> **Description of the task**: Your task is to copy the lines of the data below from the line holding "threshold must be" through the line holding "impl std::error::Error for ConfigError", inclusive, exactly and with nothing added.

====== Supplied material

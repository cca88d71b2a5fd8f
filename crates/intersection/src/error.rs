// ---------------------------------------------------------------------------
// Typed errors for configuration, sensor ingestion and replay files
// ---------------------------------------------------------------------------

use std::fmt;

use crate::Millis;

/// Reasons a `SignalConfig` is refused by the controller.
#[derive(Debug, Clone, PartialEq)]
pub enum ConfigError {
    /// Fewer than two lanes leaves nothing to hand green over to.
    TooFewLanes(usize),
    EmptyLaneId,
    DuplicateLane(String),
    /// A sensor points at a lane that is not in the lane list.
    UnknownSensorLane { sensor: String, lane: String },
    InvalidThreshold(f64),
    GreenBoundsInverted {
        min_green_ms: u64,
        max_green_ms: u64,
    },
}

impl fmt::Display for ConfigError {
    fn fmt(&self, f: &mut fmt::Formatter<'_>) -> fmt::Result {
        match self {
            ConfigError::TooFewLanes(n) => {
                write!(f, "at least 2 lanes are required, got {n}")
            }
            ConfigError::EmptyLaneId => write!(f, "lane identifiers must not be empty"),
            ConfigError::DuplicateLane(lane) => write!(f, "lane '{lane}' is listed twice"),
            ConfigError::UnknownSensorLane { sensor, lane } => {
                write!(f, "sensor '{sensor}' maps to unknown lane '{lane}'")
            }
            ConfigError::InvalidThreshold(cm) => {
                write!(f, "detection threshold must be a finite, non-negative distance (got {cm})")
            }
            ConfigError::GreenBoundsInverted {
                min_green_ms,
                max_green_ms,
            } => write!(
                f,
                "min green ({min_green_ms} ms) exceeds max green ({max_green_ms} ms)"
            ),
        }
    }
}

impl std::error::Error for ConfigError {}

/// Validation failures for an inbound sensor event. Raised before any lane
/// state is touched.
#[derive(Debug, Clone, PartialEq, Eq)]
pub enum IngestError {
    MissingDeviceId,
    /// `sensors` was absent or not a JSON object.
    ReadingsNotMapping,
}

impl fmt::Display for IngestError {
    fn fmt(&self, f: &mut fmt::Formatter<'_>) -> fmt::Result {
        match self {
            IngestError::MissingDeviceId => write!(f, "device_id is required"),
            IngestError::ReadingsNotMapping => {
                write!(f, "sensors must be an object of sensor id -> reading")
            }
        }
    }
}

impl std::error::Error for IngestError {}

/// Failures loading, checking or re-running a replay file.
#[derive(Debug)]
pub enum ReplayError {
    Io(std::io::Error),
    Decode(String),
    UnsupportedVersion { found: u32, expected: u32 },
    EntryCountMismatch { declared: u64, found: usize },
    /// Entry `index` is timestamped before the entry preceding it.
    OutOfOrder { index: usize, previous: Millis, at: Millis },
    InvalidConfig(ConfigError),
    DigestMismatch { expected: u32, actual: u32 },
}

impl fmt::Display for ReplayError {
    fn fmt(&self, f: &mut fmt::Formatter<'_>) -> fmt::Result {
        match self {
            ReplayError::Io(e) => write!(f, "replay I/O error: {e}"),
            ReplayError::Decode(msg) => write!(f, "replay decode error: {msg}"),
            ReplayError::UnsupportedVersion { found, expected } => write!(
                f,
                "unsupported replay format version {found} (expected {expected})"
            ),
            ReplayError::EntryCountMismatch { declared, found } => write!(
                f,
                "entry count mismatch: footer says {declared} but found {found} entries"
            ),
            ReplayError::OutOfOrder {
                index,
                previous,
                at,
            } => write!(
                f,
                "entry {index} at {at} ms precedes the previous entry at {previous} ms"
            ),
            ReplayError::InvalidConfig(e) => write!(f, "replay carries an invalid config: {e}"),
            ReplayError::DigestMismatch { expected, actual } => write!(
                f,
                "final state digest mismatch: recorded {expected:08x}, replayed {actual:08x}"
            ),
        }
    }
}

impl std::error::Error for ReplayError {
    fn source(&self) -> Option<&(dyn std::error::Error + 'static)> {
        match self {
            ReplayError::Io(e) => Some(e),
            ReplayError::InvalidConfig(e) => Some(e),
            _ => None,
        }
    }
}

impl From<std::io::Error> for ReplayError {
    fn from(e: std::io::Error) -> Self {
        ReplayError::Io(e)
    }
}

impl From<ConfigError> for ReplayError {
    fn from(e: ConfigError) -> Self {
        ReplayError::InvalidConfig(e)
    }
}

============

> **Output of the task**:
                write!(f, "detection threshold must be a finite, non-negative distance (got {cm})")
            }
            ConfigError::GreenBoundsInverted {
                min_green_ms,
                max_green_ms,
            } => write!(
                f,
                "min green ({min_green_ms} ms) exceeds max green ({max_green_ms} ms)"
            ),
        }
    }
}

impl std::error::Error for ConfigError {}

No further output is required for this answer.